Le processus qui a finalement donné naissance aux outils de planification de la santé du PIEST a commencé en octobre 1993, lorsque le Centre de recherches pour le développement international (CRDI) du Canada a tenu une conférence internationale à Aylmer (Québec, Canada). Des représentants de la Banque mondiale, de l'OMS, de l'UNICEF et d'autres organismes multilatéraux et bilatéraux, d'organisations non gouvernementales, d'universités et de ministères de la Santé ont alors été priés de déterminer si on pouvait mettre au banc d'essai l'idée voulant que la planification des services de santé fondée sur des données attestées permettrait des gains de rendement tels qu'ils puissent avoir des répercussions positives sur la santé locale.

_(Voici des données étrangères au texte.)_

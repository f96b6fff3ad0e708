//! One-time detection of the native release mechanism.
//!
//! The probe resolves the platform entry point and invokes it once against a
//! throwaway buffer. Only a successful trial makes the mechanism available;
//! every kind of failure, including a panic in platform code, degrades to
//! [`Capability::Unavailable`] and is reported through a single `debug` log
//! record.

use std::panic::{AssertUnwindSafe, catch_unwind};
use std::sync::Arc;

use direct_mem_page_alloc::{DirectBuffer, OffHeapMemory, mmap};
use thiserror::Error;

use crate::capability::{Capability, NativeMechanism, ReleaseMechanism};
use crate::options::ReleaseOptions;

/// Source of the release entry point and of the buffer used for its trial run.
pub trait ReleasePlatform: Send + Sync {
    /// Name of the entry point this platform resolves, used in diagnostics.
    fn entry_point_name(&self) -> &str;

    /// Resolves the entry point, or returns `None` if it does not exist.
    fn resolve(&self) -> Option<Arc<dyn ReleaseMechanism>>;

    /// Allocates the minimal buffer the trial invocation runs against.
    fn allocate_trial(&self) -> std::io::Result<DirectBuffer> {
        DirectBuffer::allocate(1)
    }
}

/// The platform the process runs on.
#[derive(Debug, Default, Clone, Copy)]
pub struct NativePlatform;

impl ReleasePlatform for NativePlatform {
    fn entry_point_name(&self) -> &str {
        mmap::RELEASE_ENTRY_POINT
    }

    fn resolve(&self) -> Option<Arc<dyn ReleaseMechanism>> {
        mmap::resolve_release_entry_point()
            .map(|entry| Arc::new(NativeMechanism::new(entry)) as Arc<dyn ReleaseMechanism>)
    }
}

/// Why the probe reported the mechanism as unavailable.
///
/// The reason is only logged; callers see [`Capability::Unavailable`] for all of them.
#[derive(Debug, Error)]
pub enum ProbeFailure {
    #[error("disabled by configuration")]
    Disabled,

    #[error("failed to allocate trial buffer: {0}")]
    TrialAllocation(#[source] std::io::Error),

    #[error("entry point {name} is not present")]
    EntryPointMissing { name: String },

    #[error("access to {name} denied: {source}")]
    AccessDenied {
        name: String,
        source: std::io::Error,
    },

    #[error("trial invocation of {name} failed: {source}")]
    Invocation {
        name: String,
        source: std::io::Error,
    },

    #[error("trial invocation of {name} panicked")]
    Panicked { name: String },
}

impl ProbeFailure {
    pub(crate) fn from_invocation(name: &str, source: std::io::Error) -> ProbeFailure {
        let name = name.to_string();
        if source.kind() == std::io::ErrorKind::PermissionDenied {
            ProbeFailure::AccessDenied { name, source }
        } else {
            ProbeFailure::Invocation { name, source }
        }
    }
}

pub struct CapabilityProbe {
    platform: Box<dyn ReleasePlatform>,
    options: ReleaseOptions,
}

impl CapabilityProbe {
    pub fn new(
        platform: impl ReleasePlatform + 'static,
        options: ReleaseOptions,
    ) -> CapabilityProbe {
        CapabilityProbe {
            platform: Box::new(platform),
            options,
        }
    }

    /// A probe for the platform the process runs on.
    pub fn native(options: ReleaseOptions) -> CapabilityProbe {
        Self::new(NativePlatform, options)
    }

    /// Determines whether the release mechanism is usable.
    ///
    /// Never fails and never panics. Each call performs a full probe; caching
    /// the result is up to the caller (see [`crate::Releaser`]).
    pub fn run(&self) -> Capability {
        match self.try_run() {
            Ok(mechanism) => {
                log::debug!(
                    "native direct-memory release ({}): available",
                    mechanism.name()
                );
                Capability::Available(mechanism)
            }
            Err(failure) => {
                log::debug!(
                    "native direct-memory release ({}): unavailable: {failure}",
                    self.platform.entry_point_name()
                );
                Capability::Unavailable
            }
        }
    }

    fn try_run(&self) -> Result<Arc<dyn ReleaseMechanism>, ProbeFailure> {
        if self.options.disabled {
            return Err(ProbeFailure::Disabled);
        }
        catch_unwind(AssertUnwindSafe(|| self.trial())).unwrap_or_else(|_| {
            Err(ProbeFailure::Panicked {
                name: self.platform.entry_point_name().to_string(),
            })
        })
    }

    fn trial(&self) -> Result<Arc<dyn ReleaseMechanism>, ProbeFailure> {
        let buffer = self
            .platform
            .allocate_trial()
            .map_err(ProbeFailure::TrialAllocation)?;
        let mechanism = self
            .platform
            .resolve()
            .ok_or_else(|| ProbeFailure::EntryPointMissing {
                name: self.platform.entry_point_name().to_string(),
            })?;
        // The trial buffer is owned here and dropped right after the call.
        unsafe { mechanism.release(buffer.memory_region()) }
            .map_err(|e| ProbeFailure::from_invocation(mechanism.name(), e))?;
        Ok(mechanism)
    }
}

impl std::fmt::Debug for CapabilityProbe {
    fn fmt(&self, f: &mut std::fmt::Formatter<'_>) -> std::fmt::Result {
        f.debug_struct("CapabilityProbe")
            .field("entry_point", &self.platform.entry_point_name())
            .field("options", &self.options)
            .finish()
    }
}
//! `OffHeapMemory`: a trait for types that own page-granular off-heap memory.

/// A trait for types that own a page-granular, off-heap memory region that can
/// have its physical pages released ahead of the owner's own deallocation.
///
/// # Safety
///
/// Implementors must guarantee that:
/// - The region returned by `memory_region()` stays mapped for the entire
///   lifetime of the owner.
/// - The region is exclusively owned by the implementor, with no shared
///   ownership of the underlying pages.
/// - `ptr` is aligned to `alignment`, which is the page size used for the
///   allocation, and `capacity` is a multiple of it.
/// - The owner tolerates its contents being discarded at any point where it
///   is borrowed mutably.
pub unsafe trait OffHeapMemory {
    /// Returns information about the owned memory region.
    fn memory_region(&self) -> MemoryRegion;
}

/// Describes an owned off-heap memory region.
#[derive(Debug, Clone, Copy)]
pub struct MemoryRegion {
    /// Pointer to the start of the region.
    pub ptr: *mut u8,
    /// Logical length of the region in bytes.
    pub len: usize,
    /// Total mapped capacity of the region in bytes.
    pub capacity: usize,
    /// Page size the region was allocated with.
    pub alignment: usize,
}
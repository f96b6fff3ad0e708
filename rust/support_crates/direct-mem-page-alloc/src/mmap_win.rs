use std::sync::OnceLock;
use windows_sys::Win32::{
    Foundation::{ERROR_SUCCESS, GetLastError},
    System::{
        LibraryLoader::{GetModuleHandleW, GetProcAddress},
        Memory::{MEM_COMMIT, MEM_RELEASE, MEM_RESERVE, PAGE_READWRITE, VirtualAlloc, VirtualFree},
        SystemInformation::{GetSystemInfo, SYSTEM_INFO},
    },
};

use crate::page_range::check_page_range;

/// Allocates memory using standard pages via `VirtualAlloc`.
///
/// This function commits `size` bytes of memory using the standard system page size,
/// which is typically 4KB.
///
/// # Arguments
///
/// * `size` - The number of bytes to allocate. The actual allocation will be rounded up
///   to the nearest page boundary.
///
/// # Returns
///
/// Returns a `Result` containing:
/// - `Ok((ptr, capacity))` - A tuple with a pointer to the allocated memory and the actual
///   capacity in bytes (which may be larger than the requested size due to page alignment)
/// - `Err(io::Error)` - An I/O error if the allocation fails
///
/// # Safety
///
/// The returned pointer must be deallocated using [`free`] with the same capacity value
/// to avoid memory leaks. The allocated memory is readable, writable and zero-filled.
pub fn allocate(size: usize) -> std::io::Result<(*mut std::ffi::c_void, usize)> {
    let page_size = get_page_size();
    assert!(page_size.is_power_of_two());
    let capacity = (size.max(1) + page_size - 1) & !(page_size - 1);

    unsafe {
        let ptr = VirtualAlloc(
            std::ptr::null_mut(),
            capacity,
            MEM_COMMIT | MEM_RESERVE,
            PAGE_READWRITE,
        );

        if ptr.is_null() {
            let error = GetLastError();
            return Err(std::io::Error::from_raw_os_error(error as i32));
        }

        Ok((ptr, capacity))
    }
}

/// Frees memory that was allocated with [`allocate`].
///
/// # Safety
///
/// - `ptr` was returned by a previous call to [`allocate`]
/// - `size` matches the capacity returned by that call
/// - The memory has not already been freed
/// - No other references to the memory exist
pub unsafe fn free(ptr: *mut std::ffi::c_void, size: usize) -> std::io::Result<()> {
    assert!(size.is_multiple_of(get_page_size()));
    unsafe {
        let result = VirtualFree(ptr, 0, MEM_RELEASE);
        if result == 0 {
            let error = GetLastError();
            return Err(std::io::Error::from_raw_os_error(error as i32));
        }
    }
    Ok(())
}

/// Gets the system's standard page size in bytes.
///
/// The value is queried once with `GetSystemInfo` and cached.
pub fn get_page_size() -> usize {
    static PAGE_SIZE: OnceLock<usize> = OnceLock::new();

    *PAGE_SIZE.get_or_init(|| unsafe {
        let mut system_info: SYSTEM_INFO = std::mem::zeroed();
        GetSystemInfo(&mut system_info);
        system_info.dwPageSize as usize
    })
}

type DiscardVirtualMemoryFn = unsafe extern "system" fn(*mut std::ffi::c_void, usize) -> u32;

const RELEASE_MODULE: &str = "kernel32.dll";
const RELEASE_SYMBOL: &std::ffi::CStr = c"DiscardVirtualMemory";

/// Name of the release entry point on this platform, for diagnostics.
pub const RELEASE_ENTRY_POINT: &str = "DiscardVirtualMemory";

/// A resolved platform entry point that hands the physical pages of a committed
/// region back to the system without decommitting the address range.
///
/// On Windows this is `DiscardVirtualMemory`, which is only exported by
/// Windows 8.1 and later. After the call the range stays committed and its
/// contents are undefined.
#[derive(Clone, Copy)]
pub struct ReleaseEntryPoint {
    func: DiscardVirtualMemoryFn,
}

impl ReleaseEntryPoint {
    /// The symbol name the entry point was resolved from.
    pub fn name(&self) -> &'static str {
        RELEASE_ENTRY_POINT
    }

    /// Releases the physical pages backing `[ptr, ptr + size)`.
    ///
    /// Fails with `InvalidInput` if `ptr` is null or not page-aligned, or if `size`
    /// is not a non-zero multiple of the page size.
    ///
    /// # Safety
    ///
    /// The range must be committed private memory exclusively owned by the caller.
    /// Its contents are discarded.
    pub unsafe fn invoke(&self, ptr: *mut std::ffi::c_void, size: usize) -> std::io::Result<()> {
        check_page_range(ptr, size, get_page_size())?;
        let res = unsafe { (self.func)(ptr, size) };
        if res != ERROR_SUCCESS {
            return Err(std::io::Error::from_raw_os_error(res as i32));
        }
        Ok(())
    }
}

impl std::fmt::Debug for ReleaseEntryPoint {
    fn fmt(&self, f: &mut std::fmt::Formatter<'_>) -> std::fmt::Result {
        f.debug_struct("ReleaseEntryPoint")
            .field("name", &self.name())
            .finish()
    }
}

/// Looks up the release entry point by name in `kernel32.dll`.
///
/// Returns `None` on Windows versions that do not export `DiscardVirtualMemory`.
pub fn resolve_release_entry_point() -> Option<ReleaseEntryPoint> {
    let module_name: Vec<u16> = RELEASE_MODULE
        .encode_utf16()
        .chain(std::iter::once(0))
        .collect();
    unsafe {
        let module = GetModuleHandleW(module_name.as_ptr());
        if module.is_null() {
            return None;
        }
        let proc = GetProcAddress(module, RELEASE_SYMBOL.as_ptr() as *const u8)?;
        let func = std::mem::transmute::<unsafe extern "system" fn() -> isize, DiscardVirtualMemoryFn>(
            proc,
        );
        Some(ReleaseEntryPoint { func })
    }
}
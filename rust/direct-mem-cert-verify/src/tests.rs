use std::collections::HashSet;
use std::error::Error as _;

use direct_mem_common::error::ErrorKind;

use crate::{CertificateVerifierError, VerificationCode};

#[test]
fn test_catalog_is_contiguous() {
    assert_eq!(VerificationCode::ALL.len(), 66);
    for (i, code) in VerificationCode::ALL.iter().enumerate() {
        assert_eq!(code.code(), i as i32);
    }
    assert_eq!(VerificationCode::ALL.first(), Some(&VerificationCode::Ok));
    assert_eq!(
        VerificationCode::ALL.last(),
        Some(&VerificationCode::DaneNoMatch)
    );
}

#[test]
fn test_catalog_names_are_unique() {
    let names: HashSet<&str> = VerificationCode::ALL.iter().map(|c| c.name()).collect();
    assert_eq!(names.len(), VerificationCode::ALL.len());
    assert!(names.iter().all(|n| n.starts_with("X509_V_")));
    assert!(
        VerificationCode::ALL
            .iter()
            .all(|c| !c.description().is_empty())
    );
}

#[test]
fn test_every_catalog_code_constructs() {
    for &code in VerificationCode::ALL {
        let err = CertificateVerifierError::new("verification failed", code.code())
            .expect("catalog code");
        assert_eq!(err.code(), code.code());
        assert_eq!(err.verification_code(), code);
        assert_eq!(VerificationCode::try_from(code.code()).unwrap(), code);
        assert!(VerificationCode::is_valid(code.code()));
    }
}

#[test]
fn test_unknown_codes_rejected() {
    for code in [-1, 66, 70, 75, 100, 9999, i32::MIN, i32::MAX] {
        assert!(!VerificationCode::is_valid(code));
        assert!(VerificationCode::from_code(code).is_none());

        let err = CertificateVerifierError::new("bad", code).unwrap_err();
        assert!(err.is_invalid_arg(), "{code}");
        let ErrorKind::InvalidArgument { name, message } = err.kind();
        assert_eq!(name, "code");
        assert!(message.contains(&code.to_string()));

        assert!(CertificateVerifierError::from_code(code).is_err());
        assert!(CertificateVerifierError::from_source("cause", code).is_err());
        assert!(CertificateVerifierError::with_source("bad", "cause", code).is_err());
    }
}

#[test]
fn test_self_signed_scenario() {
    let err = CertificateVerifierError::new("self-signed", 18).unwrap();
    assert_eq!(err.code(), 18);
    assert_eq!(
        err.verification_code(),
        VerificationCode::DepthZeroSelfSignedCert
    );
    assert_eq!(err.message(), Some("self-signed"));
    assert_eq!(err.to_string(), "self-signed");
    assert!(err.source().is_none());

    assert!(CertificateVerifierError::new("self-signed", 9999).is_err());
}

#[test]
fn test_ok_code() {
    let err = CertificateVerifierError::new("ok", 0).unwrap();
    assert_eq!(err.code(), 0);
    assert!(err.verification_code().is_ok());
    assert!(!VerificationCode::CertHasExpired.is_ok());
}

#[test]
fn test_source_chaining() {
    let cause = std::io::Error::other("chain lookup timed out");

    let err = CertificateVerifierError::with_source(
        "unable to build chain",
        cause,
        VerificationCode::UnableToGetIssuerCertLocally.code(),
    )
    .unwrap();
    assert_eq!(err.message(), Some("unable to build chain"));
    assert_eq!(
        err.source().map(|s| s.to_string()).as_deref(),
        Some("chain lookup timed out")
    );

    let err = CertificateVerifierError::from_source("not after 2020-01-01", 10).unwrap();
    assert_eq!(err.message(), None);
    assert_eq!(err.verification_code(), VerificationCode::CertHasExpired);
    assert_eq!(
        err.source().map(|s| s.to_string()).as_deref(),
        Some("not after 2020-01-01")
    );
    assert_eq!(err.to_string(), "certificate has expired");
}

#[test]
fn test_code_only_error() {
    let err = CertificateVerifierError::from_code(18).unwrap();
    assert_eq!(err.code(), 18);
    assert_eq!(err.message(), None);
    assert!(err.source().is_none());
    assert_eq!(err.to_string(), "self-signed certificate");

    let err = CertificateVerifierError::from_code(VerificationCode::DaneNoMatch.code()).unwrap();
    assert_eq!(err.to_string(), "no matching DANE TLSA records");
}

#[test]
fn test_code_display() {
    assert_eq!(
        VerificationCode::DepthZeroSelfSignedCert.to_string(),
        "X509_V_ERR_DEPTH_ZERO_SELF_SIGNED_CERT (18)"
    );
    assert_eq!(
        VerificationCode::DepthZeroSelfSignedCert.description(),
        "self-signed certificate"
    );
    assert_eq!(i32::from(VerificationCode::HostnameMismatch), 62);
}
use std::panic::{AssertUnwindSafe, catch_unwind};
use std::sync::OnceLock;

use direct_mem_page_alloc::OffHeapMemory;

use crate::capability::Capability;
use crate::options::ReleaseOptions;
use crate::probe::CapabilityProbe;

/// What a [`Releaser::release`] call did.
///
/// Purely informational: release is best effort, and a caller on a cleanup
/// path is free to ignore the outcome.
#[derive(Debug, Clone, Copy, PartialEq, Eq)]
pub enum ReleaseOutcome {
    /// The native memory was handed back to the system.
    Released,
    /// No release mechanism is available; the memory is reclaimed when its
    /// owner is dropped.
    Skipped,
    /// The mechanism failed for this buffer. The buffer is left to its owner.
    Failed,
}

impl ReleaseOutcome {
    #[inline]
    pub fn is_released(self) -> bool {
        self == ReleaseOutcome::Released
    }
}

/// Releases the native memory of off-heap buffers ahead of their deallocation.
///
/// The capability is resolved on first use and cached for the lifetime of the
/// releaser; afterwards `release` reads it without locking.
pub struct Releaser {
    capability: OnceLock<Capability>,
    probe: Option<CapabilityProbe>,
}

impl Releaser {
    /// Creates a releaser that runs `probe` on first use.
    pub fn new(probe: CapabilityProbe) -> Releaser {
        Releaser {
            capability: OnceLock::new(),
            probe: Some(probe),
        }
    }

    /// Creates a releaser with an already determined capability.
    pub fn with_capability(capability: Capability) -> Releaser {
        Releaser {
            capability: OnceLock::from(capability),
            probe: None,
        }
    }

    /// The process-wide releaser, probing the native platform with options
    /// read from the environment.
    pub fn global() -> &'static Releaser {
        static GLOBAL: OnceLock<Releaser> = OnceLock::new();
        GLOBAL.get_or_init(|| Releaser::new(CapabilityProbe::native(ReleaseOptions::from_env())))
    }

    /// Returns the cached capability, running the probe if this is the first use.
    pub fn capability(&self) -> &Capability {
        self.capability.get_or_init(|| match &self.probe {
            Some(probe) => probe.run(),
            None => Capability::Unavailable,
        })
    }

    #[inline]
    pub fn is_available(&self) -> bool {
        self.capability().is_available()
    }

    /// Releases the native memory backing `buffer`.
    ///
    /// If the capability is available, the mechanism is invoked on the buffer's
    /// whole region; otherwise the call returns [`ReleaseOutcome::Skipped`]
    /// without touching the buffer. Errors and panics raised by the mechanism
    /// are contained and reported as [`ReleaseOutcome::Failed`].
    ///
    /// After a successful release the buffer stays valid, but its previous
    /// contents are gone. Releasing the same buffer again is harmless.
    pub fn release<B: OffHeapMemory + ?Sized>(&self, buffer: &mut B) -> ReleaseOutcome {
        let Capability::Available(mechanism) = self.capability() else {
            return ReleaseOutcome::Skipped;
        };

        let result = catch_unwind(AssertUnwindSafe(|| {
            let region = buffer.memory_region();
            unsafe { mechanism.release(region) }
        }));
        match result {
            Ok(Ok(())) => ReleaseOutcome::Released,
            Ok(Err(e)) => {
                log::trace!("direct buffer release via {} failed: {e}", mechanism.name());
                ReleaseOutcome::Failed
            }
            Err(_) => {
                log::trace!("direct buffer release via {} panicked", mechanism.name());
                ReleaseOutcome::Failed
            }
        }
    }
}

impl std::fmt::Debug for Releaser {
    fn fmt(&self, f: &mut std::fmt::Formatter<'_>) -> std::fmt::Result {
        f.debug_struct("Releaser")
            .field("capability", &self.capability.get())
            .finish()
    }
}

Leur réponse a été affirmative.

Par la suite, le CRDI et l'Agence canadienne de développement international (ACDI) ont financé le lancement de ce qu'on connaissait à l'époque sous l'appellation Projet d'interventions essentielles en santé ou PIES (l'absence du « T » indiquant que la Tanzanie n'avait pas encore été désignée pays hôte et que le ministère de la Santé de la Tanzanie n'était pas encore partenaire dans cette entreprise). Au cours des trois années suivantes, plusieurs réunions internationales ont été organisées afin de recueillir les commentaires du plus grand nombre possible de spécialistes et de perfectionner le protocole de la recherche. La première rencontre du comité consultatif du PIES, accueillie par l'OMS, a eu lieu à Genève en janvier 1994. Neuf autres rencontres ont suivi, dans diverses villes, pour finalement donner lieu à la rédaction d'une version préliminaire d'un document « d'envergure » en mars 1996 (voir PIEST, 1998), un appel d'offres et l'approbation définitive des propositions de recherche en décembre de la même année.

Les discussions et la définition des paramètres de recherche ont été beaucoup plus approfondies que ce qui se fait habituellement -- dans la plupart des cas, les projets de développement ont des calendriers plus serrés et moins de latitude pour explorer des questions théoriques. Toutefois, les intervenants étaient généralement d'avis que puisque le programme visait à éprouver une idée et une approche sans doute novatrices et probablement controversées, il était nécessaire de prendre le temps de « bien faire les choses » en explorant dès le départ tous les retentissements et les écueils possibles, et en réfléchissant mûrement avant d'arrêter définitivement la conception du projet. L'élaboration et la conception du projet se sont faites en étroite collaboration avec des spécialistes nationaux et internationaux de haut niveau. Cependant, lorsque le travail sur le terrain a commencé en Tanzanie, les autorités locales ont été presque les seules à leur imprimer une orientation et la plus grande partie du financement a été affectée à la modeste augmentation annuelle, par habitant, des budgets de santé destinés aux 741 000 résidants des deux districts. Ce chiffre de population souligne bien le défi de taille qui attendait ces petits groupes de gestionnaires. Pour dire les choses autrement, 741 000 personnes représentent une population beaucoup plus considérable que celle de 66 (près du tiers) des pays du monde (la population du Guyana, par exemple, se chiffre à 705 000). En outre, cette vaste population est dispersée sur un territoire comparable à celui de la Suisse, où le terrain est disparate et d'accès souvent difficile. Étant donné l'ampleur du défi auquel elles ont dû faire face, il ne fait pas de doute que les réalisations des équipes des districts sont riches de leçons pour bien des pays.

Pour comprendre comment ce processus a permis d'apporter des changements concrets dans la prestation des services de santé à Rufiji et à Morogoro, il faut retracer chacune des étapes du cycle de vie du projet. La première, comme nous l'avons vu plus haut, a consisté en une vaste consultation entre 1993 et 1996. En 1994, le ministère de la Santé de la Tanzanie a accepté une invitation à participer au projet, ce qui a d'ailleurs déterminé la Tanzanie comme site de la recherche, l'engagement du ministère comme partenaire et l'évolution du PIES en PIEST. Dès lors, les discussions ont porté sur les mesures à prendre pour que le programme de recherche tienne compte des circonstances particulières de la prestation des services de santé en Tanzanie.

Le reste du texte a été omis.